◆ Assigned task
Please return all the records exactly, with nothing left out.

#### Data

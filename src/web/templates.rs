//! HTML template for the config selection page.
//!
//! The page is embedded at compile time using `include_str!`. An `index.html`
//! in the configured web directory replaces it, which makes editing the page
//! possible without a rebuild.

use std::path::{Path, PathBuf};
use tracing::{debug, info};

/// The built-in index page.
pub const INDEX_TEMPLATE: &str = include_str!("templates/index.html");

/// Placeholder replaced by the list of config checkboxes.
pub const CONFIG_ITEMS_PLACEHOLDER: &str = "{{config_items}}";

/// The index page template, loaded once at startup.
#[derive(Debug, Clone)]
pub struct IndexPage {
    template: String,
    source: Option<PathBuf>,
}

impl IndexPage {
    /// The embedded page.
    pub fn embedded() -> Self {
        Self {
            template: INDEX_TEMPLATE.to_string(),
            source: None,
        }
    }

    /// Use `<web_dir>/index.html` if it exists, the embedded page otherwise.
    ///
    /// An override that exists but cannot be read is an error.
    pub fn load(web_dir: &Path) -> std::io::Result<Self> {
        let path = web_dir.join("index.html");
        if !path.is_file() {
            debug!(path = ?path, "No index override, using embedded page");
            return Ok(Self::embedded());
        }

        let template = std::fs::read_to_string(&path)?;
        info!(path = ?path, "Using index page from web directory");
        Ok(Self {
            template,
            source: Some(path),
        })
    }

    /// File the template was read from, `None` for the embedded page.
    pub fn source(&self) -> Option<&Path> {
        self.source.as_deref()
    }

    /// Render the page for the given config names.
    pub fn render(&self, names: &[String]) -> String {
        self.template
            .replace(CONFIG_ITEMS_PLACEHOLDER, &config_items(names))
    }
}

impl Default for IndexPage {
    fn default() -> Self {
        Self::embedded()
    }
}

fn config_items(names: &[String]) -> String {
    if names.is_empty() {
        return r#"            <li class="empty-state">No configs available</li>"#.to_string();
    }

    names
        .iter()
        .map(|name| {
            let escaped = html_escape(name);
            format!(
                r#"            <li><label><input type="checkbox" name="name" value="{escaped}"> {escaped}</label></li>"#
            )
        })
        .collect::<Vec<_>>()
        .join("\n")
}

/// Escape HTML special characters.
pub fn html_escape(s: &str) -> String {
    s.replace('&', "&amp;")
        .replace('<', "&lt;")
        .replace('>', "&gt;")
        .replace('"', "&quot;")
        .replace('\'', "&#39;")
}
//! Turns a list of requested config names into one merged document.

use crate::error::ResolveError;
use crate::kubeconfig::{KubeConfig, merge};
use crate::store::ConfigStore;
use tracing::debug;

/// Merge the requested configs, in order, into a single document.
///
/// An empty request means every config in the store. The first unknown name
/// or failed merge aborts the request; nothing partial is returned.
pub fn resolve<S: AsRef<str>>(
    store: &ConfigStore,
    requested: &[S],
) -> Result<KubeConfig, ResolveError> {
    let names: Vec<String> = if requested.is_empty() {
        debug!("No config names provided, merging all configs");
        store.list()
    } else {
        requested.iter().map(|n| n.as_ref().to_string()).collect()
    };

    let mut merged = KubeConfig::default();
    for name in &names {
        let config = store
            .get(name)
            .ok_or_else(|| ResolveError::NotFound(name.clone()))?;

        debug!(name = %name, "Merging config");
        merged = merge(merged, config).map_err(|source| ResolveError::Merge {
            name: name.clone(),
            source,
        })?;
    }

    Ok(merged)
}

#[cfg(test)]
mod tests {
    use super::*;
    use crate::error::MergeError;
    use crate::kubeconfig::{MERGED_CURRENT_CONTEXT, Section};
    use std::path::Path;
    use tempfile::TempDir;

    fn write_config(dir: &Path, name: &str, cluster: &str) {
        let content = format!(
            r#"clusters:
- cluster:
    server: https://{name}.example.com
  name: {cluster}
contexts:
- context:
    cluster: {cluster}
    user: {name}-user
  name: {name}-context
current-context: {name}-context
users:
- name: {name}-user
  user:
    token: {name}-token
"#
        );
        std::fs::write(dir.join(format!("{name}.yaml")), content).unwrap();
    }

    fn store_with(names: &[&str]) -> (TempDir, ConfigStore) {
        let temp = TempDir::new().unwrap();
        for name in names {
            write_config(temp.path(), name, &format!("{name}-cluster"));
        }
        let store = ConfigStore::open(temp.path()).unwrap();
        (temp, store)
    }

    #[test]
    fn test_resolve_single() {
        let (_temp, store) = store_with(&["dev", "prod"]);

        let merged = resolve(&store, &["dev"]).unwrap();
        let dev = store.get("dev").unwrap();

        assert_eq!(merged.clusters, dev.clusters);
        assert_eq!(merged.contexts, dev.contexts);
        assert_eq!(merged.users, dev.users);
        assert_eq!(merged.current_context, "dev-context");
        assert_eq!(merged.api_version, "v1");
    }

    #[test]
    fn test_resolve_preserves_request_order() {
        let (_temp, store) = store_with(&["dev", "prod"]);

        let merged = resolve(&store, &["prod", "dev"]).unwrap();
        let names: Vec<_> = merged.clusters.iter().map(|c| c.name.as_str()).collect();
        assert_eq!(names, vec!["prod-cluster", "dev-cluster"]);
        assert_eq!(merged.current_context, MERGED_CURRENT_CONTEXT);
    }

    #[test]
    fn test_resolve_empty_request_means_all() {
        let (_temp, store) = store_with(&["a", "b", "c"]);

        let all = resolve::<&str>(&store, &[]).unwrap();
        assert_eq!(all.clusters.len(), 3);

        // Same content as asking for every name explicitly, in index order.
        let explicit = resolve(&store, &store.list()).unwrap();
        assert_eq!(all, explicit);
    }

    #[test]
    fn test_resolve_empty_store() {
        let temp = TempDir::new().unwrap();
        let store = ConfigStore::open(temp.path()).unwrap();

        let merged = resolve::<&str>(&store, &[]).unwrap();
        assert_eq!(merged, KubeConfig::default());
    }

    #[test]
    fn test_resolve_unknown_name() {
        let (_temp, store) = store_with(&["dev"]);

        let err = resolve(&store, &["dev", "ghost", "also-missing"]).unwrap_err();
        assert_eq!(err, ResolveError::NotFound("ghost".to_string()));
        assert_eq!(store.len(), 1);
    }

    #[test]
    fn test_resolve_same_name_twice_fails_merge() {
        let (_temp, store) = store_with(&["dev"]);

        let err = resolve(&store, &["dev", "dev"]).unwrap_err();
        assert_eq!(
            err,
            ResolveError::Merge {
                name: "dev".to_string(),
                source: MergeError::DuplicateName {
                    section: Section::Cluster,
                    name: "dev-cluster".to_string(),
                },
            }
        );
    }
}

########

◆ Written solution
filename src/web/templates.rs
//! HTML template for the config selection page.
//!
//! The page is embedded at compile time using `include_str!`. An `index.html`
//! in the configured web directory replaces it, which makes editing the page
//! possible without a rebuild.

use std::path::{Path, PathBuf};
use tracing::{debug, info};

/// The built-in index page.
pub const INDEX_TEMPLATE: &str = include_str!("templates/index.html");

/// Placeholder replaced by the list of config checkboxes.
pub const CONFIG_ITEMS_PLACEHOLDER: &str = "{{config_items}}";

/// The index page template, loaded once at startup.
#[derive(Debug, Clone)]
pub struct IndexPage {
    template: String,
    source: Option<PathBuf>,
}

impl IndexPage {
    /// The embedded page.
    pub fn embedded() -> Self {
        Self {
            template: INDEX_TEMPLATE.to_string(),
            source: None,
        }
    }

    /// Use `<web_dir>/index.html` if it exists, the embedded page otherwise.
    ///
    /// An override that exists but cannot be read is an error.
    pub fn load(web_dir: &Path) -> std::io::Result<Self> {
        let path = web_dir.join("index.html");
        if !path.is_file() {
            debug!(path = ?path, "No index override, using embedded page");
            return Ok(Self::embedded());
        }

        let template = std::fs::read_to_string(&path)?;
        info!(path = ?path, "Using index page from web directory");
        Ok(Self {
            template,
            source: Some(path),
        })
    }

    /// File the template was read from, `None` for the embedded page.
    pub fn source(&self) -> Option<&Path> {
        self.source.as_deref()
    }

    /// Render the page for the given config names.
    pub fn render(&self, names: &[String]) -> String {
        self.template
            .replace(CONFIG_ITEMS_PLACEHOLDER, &config_items(names))
    }
}

impl Default for IndexPage {
    fn default() -> Self {
        Self::embedded()
    }
}

fn config_items(names: &[String]) -> String {
    if names.is_empty() {
        return r#"            <li class="empty-state">No configs available</li>"#.to_string();
    }

    names
        .iter()
        .map(|name| {
            let escaped = html_escape(name);
            format!(
                r#"            <li><label><input type="checkbox" name="name" value="{escaped}"> {escaped}</label></li>"#
            )
        })
        .collect::<Vec<_>>()
        .join("\n")
}

/// Escape HTML special characters.
pub fn html_escape(s: &str) -> String {
    s.replace('&', "&amp;")
        .replace('<', "&lt;")
        .replace('>', "&gt;")
        .replace('"', "&quot;")
        .replace('\'', "&#39;")
}
//! Turns a list of requested config names into one merged document.

use crate::error::ResolveError;
use crate::kubeconfig::{KubeConfig, merge};
use crate::store::ConfigStore;
use tracing::debug;

/// Merge the requested configs, in order, into a single document.
///
/// An empty request means every config in the store. The first unknown name
/// or failed merge aborts the request; nothing partial is returned.
pub fn resolve<S: AsRef<str>>(
    store: &ConfigStore,
    requested: &[S],
) -> Result<KubeConfig, ResolveError> {
    let names: Vec<String> = if requested.is_empty() {
        debug!("No config names provided, merging all configs");
        store.list()
    } else {
        requested.iter().map(|n| n.as_ref().to_string()).collect()
    };

    let mut merged = KubeConfig::default();
    for name in &names {
        let config = store
            .get(name)
            .ok_or_else(|| ResolveError::NotFound(name.clone()))?;

        debug!(name = %name, "Merging config");
        merged = merge(merged, config).map_err(|source| ResolveError::Merge {
            name: name.clone(),
            source,
        })?;
    }

    Ok(merged)
}

#[cfg(test)]
mod tests {
    use super::*;
    use crate::error::MergeError;
    use crate::kubeconfig::{MERGED_CURRENT_CONTEXT, Section};
    use std::path::Path;
    use tempfile::TempDir;

    fn write_config(dir: &Path, name: &str, cluster: &str) {
        let content = format!(
            r#"clusters:
- cluster:
    server: https://{name}.example.com
  name: {cluster}
contexts:
- context:
    cluster: {cluster}
    user: {name}-user
  name: {name}-context
current-context: {name}-context
users:
- name: {name}-user
  user:
    token: {name}-token
"#
        );
        std::fs::write(dir.join(format!("{name}.yaml")), content).unwrap();
    }

    fn store_with(names: &[&str]) -> (TempDir, ConfigStore) {
        let temp = TempDir::new().unwrap();
        for name in names {
            write_config(temp.path(), name, &format!("{name}-cluster"));
        }
        let store = ConfigStore::open(temp.path()).unwrap();
        (temp, store)
    }

    #[test]
    fn test_resolve_single() {
        let (_temp, store) = store_with(&["dev", "prod"]);

        let merged = resolve(&store, &["dev"]).unwrap();
        let dev = store.get("dev").unwrap();

        assert_eq!(merged.clusters, dev.clusters);
        assert_eq!(merged.contexts, dev.contexts);
        assert_eq!(merged.users, dev.users);
        assert_eq!(merged.current_context, "dev-context");
        assert_eq!(merged.api_version, "v1");
    }

    #[test]
    fn test_resolve_preserves_request_order() {
        let (_temp, store) = store_with(&["dev", "prod"]);

        let merged = resolve(&store, &["prod", "dev"]).unwrap();
        let names: Vec<_> = merged.clusters.iter().map(|c| c.name.as_str()).collect();
        assert_eq!(names, vec!["prod-cluster", "dev-cluster"]);
        assert_eq!(merged.current_context, MERGED_CURRENT_CONTEXT);
    }

    #[test]
    fn test_resolve_empty_request_means_all() {
        let (_temp, store) = store_with(&["a", "b", "c"]);

        let all = resolve::<&str>(&store, &[]).unwrap();
        assert_eq!(all.clusters.len(), 3);

        // Same content as asking for every name explicitly, in index order.
        let explicit = resolve(&store, &store.list()).unwrap();
        assert_eq!(all, explicit);
    }

    #[test]
    fn test_resolve_empty_store() {
        let temp = TempDir::new().unwrap();
        let store = ConfigStore::open(temp.path()).unwrap();

        let merged = resolve::<&str>(&store, &[]).unwrap();
        assert_eq!(merged, KubeConfig::default());
    }

    #[test]
    fn test_resolve_unknown_name() {
        let (_temp, store) = store_with(&["dev"]);

        let err = resolve(&store, &["dev", "ghost", "also-missing"]).unwrap_err();
        assert_eq!(err, ResolveError::NotFound("ghost".to_string()));
        assert_eq!(store.len(), 1);
    }

    #[test]
    fn test_resolve_same_name_twice_fails_merge() {
        let (_temp, store) = store_with(&["dev"]);

        let err = resolve(&store, &["dev", "dev"]).unwrap_err();
        assert_eq!(
            err,
            ResolveError::Merge {
                name: "dev".to_string(),
                source: MergeError::DuplicateName {
                    section: Section::Cluster,
                    name: "dev-cluster".to_string(),
                },
            }
        );
    }
}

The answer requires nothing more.